# What is x after "x = x++"? – Dev

The best answers to the question “What is x after "x = x++"?” in the category Dev.

QUESTION:

What happens (behind the curtains) when this is executed?

``````int x = 7;
x = x++;
``````

That is, when a variable is post incremented and assigned to itself in one statement? I compiled and executed this. `x` is still 7 even after the entire statement. In my book, it says that `x` is incremented!

`x` does get incremented.
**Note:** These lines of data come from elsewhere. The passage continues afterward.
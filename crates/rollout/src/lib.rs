//! Environment and replay interfaces for decoder-driven control loops.
//!
//! The decoder consumes observations and emits action scores; everything on
//! the other side of that loop lives here. `Environment` is the seam a real
//! simulator or robot bridge implements, `ReplayDataset` the seam a recorded
//! trajectory store implements. The mock implementations return random
//! tensors with the right shapes so the surrounding pipeline can be exercised
//! without any real environment attached.

pub mod env;
pub mod replay;

pub use env::{Environment, MockEnvironment, StepOutcome};
pub use replay::{MockReplayDataset, MockReplayNStepDataset, ReplayDataset, Transition};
But you are assigning the old value of `x` back into itself.

``````x = x++;
``````
1. `x++` increments `x` and returns its old value.
2. `x =` assigns the old value back to itself.

So in the end, `x` gets assigned back to its initial value.

``````x = x++;
``````

is equivalent to

``````int tmp = x;
x++;
x = tmp;
``````

``````int x = 7;
x = x++;
``````

It has undefined behaviour in C and for Java see this answer. It depends on compiler what happens.

The statement:

``````x = x++;
``````

is equivalent to:

``````tmp = x;   // ... this is capturing the value of "x++"
x = x + 1; // ... this is the effect of the increment operation in "x++" which
//     happens after the value is captured.
x = tmp;   // ... this is the effect of assignment operation which is
//     (unfortunately) clobbering the incremented value.
``````

In short, the statement has no effect.

The key points:

• The value of a Postfix increment/decrement expression is the value of the operand before the increment/decrement takes place. (In the case of a Prefix form, the value is the value of the operand after the operation,)
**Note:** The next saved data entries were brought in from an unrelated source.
//! Environment seam for action/perception loops.

use candle_core::{bail, Device, Result, Tensor};

/// What an environment hands back after one action is applied.
#[derive(Debug, Clone)]
pub struct StepOutcome {
    pub reward: f32,
    pub next_state: Tensor,
    pub done: bool,
}

/// A stateful environment the decoder can act in.
///
/// `init` starts an episode and returns the natural-language instruction
/// together with the initial observation. `step` applies the chosen actions
/// and advances the episode.
pub trait Environment {
    fn init(&mut self) -> Result<(String, Tensor)>;

    fn step(&mut self, actions: &Tensor) -> Result<StepOutcome>;
}

/// Stand-in environment that emits random observations.
///
/// Every episode carries the same fixed instruction, states are drawn from a
/// standard normal, and episodes never terminate on their own.
#[derive(Debug, Clone)]
pub struct MockEnvironment {
    state_shape: Vec<usize>,
    device: Device,
}

impl MockEnvironment {
    pub fn new(state_shape: Vec<usize>, device: Device) -> Result<Self> {
        if state_shape.is_empty() {
            bail!("mock environment needs a non-empty state shape");
        }
        Ok(Self {
            state_shape,
            device,
        })
    }

    pub fn state_shape(&self) -> &[usize] {
        &self.state_shape
    }

    fn random_state(&self) -> Result<Tensor> {
        Tensor::randn(0f32, 1f32, self.state_shape.as_slice(), &self.device)
    }
}

impl Environment for MockEnvironment {
    fn init(&mut self) -> Result<(String, Tensor)> {
        Ok(("please clean the kitchen".to_string(), self.random_state()?))
    }

    fn step(&mut self, _actions: &Tensor) -> Result<StepOutcome> {
        let reward = Tensor::randn(0f32, 1f32, (), &self.device)?.to_scalar::<f32>()?;
        Ok(StepOutcome {
            reward,
            next_state: self.random_state()?,
            done: false,
        })
    }
}

#[cfg(test)]
mod tests {
    use super::*;

    #[test]
    fn init_returns_instruction_and_state() -> Result<()> {
        let mut env = MockEnvironment::new(vec![3, 4, 4], Device::Cpu)?;
        let (instruction, state) = env.init()?;
        assert_eq!(instruction, "please clean the kitchen");
        assert_eq!(state.dims(), &[3, 4, 4]);
        Ok(())
    }

    #[test]
    fn step_produces_fresh_states_and_never_terminates() -> Result<()> {
        let mut env = MockEnvironment::new(vec![2, 2], Device::Cpu)?;
        let (_, _) = env.init()?;
        let actions = Tensor::zeros((1,), candle_core::DType::I64, &Device::Cpu)?;
        for _ in 0..3 {
            let outcome = env.step(&actions)?;
            assert_eq!(outcome.next_state.dims(), &[2, 2]);
            assert!(!outcome.done);
            assert!(outcome.reward.is_finite());
        }
        Ok(())
    }

    #[test]
    fn empty_state_shape_is_rejected() {
        assert!(MockEnvironment::new(vec![], Device::Cpu).is_err());
    }
}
• the RHS of an assignment expression is completely evaluated (including any increments, decrements and/or other side-effects) before the value is assigned to the LHS.

Note that unlike C and C++, the order of evaluation of an expression in Java is totally specified and there is no room for platform-specific variation. Compilers are only allowed to reorder the operations if this does not change the result of executing the code from the perspective of the current thread. In this case, a compiler would be permitted to optimize away the entire statement because it can be proved that it is a no-op.

In case it is not already obvious:

• “x = x++;” is almost certainly a mistake in any program.
• The OP (for the original question!) probably meant “x++;” rather than “x = x++;”.
• Statements that combine auto inc/decrement and assignment on the same variable are hard to understand, and therefore should be avoided irrespective of their correctness. There is simply no need to write code like that.

Hopefully, code checkers like FindBugs and PMD will flag code like this as suspicious.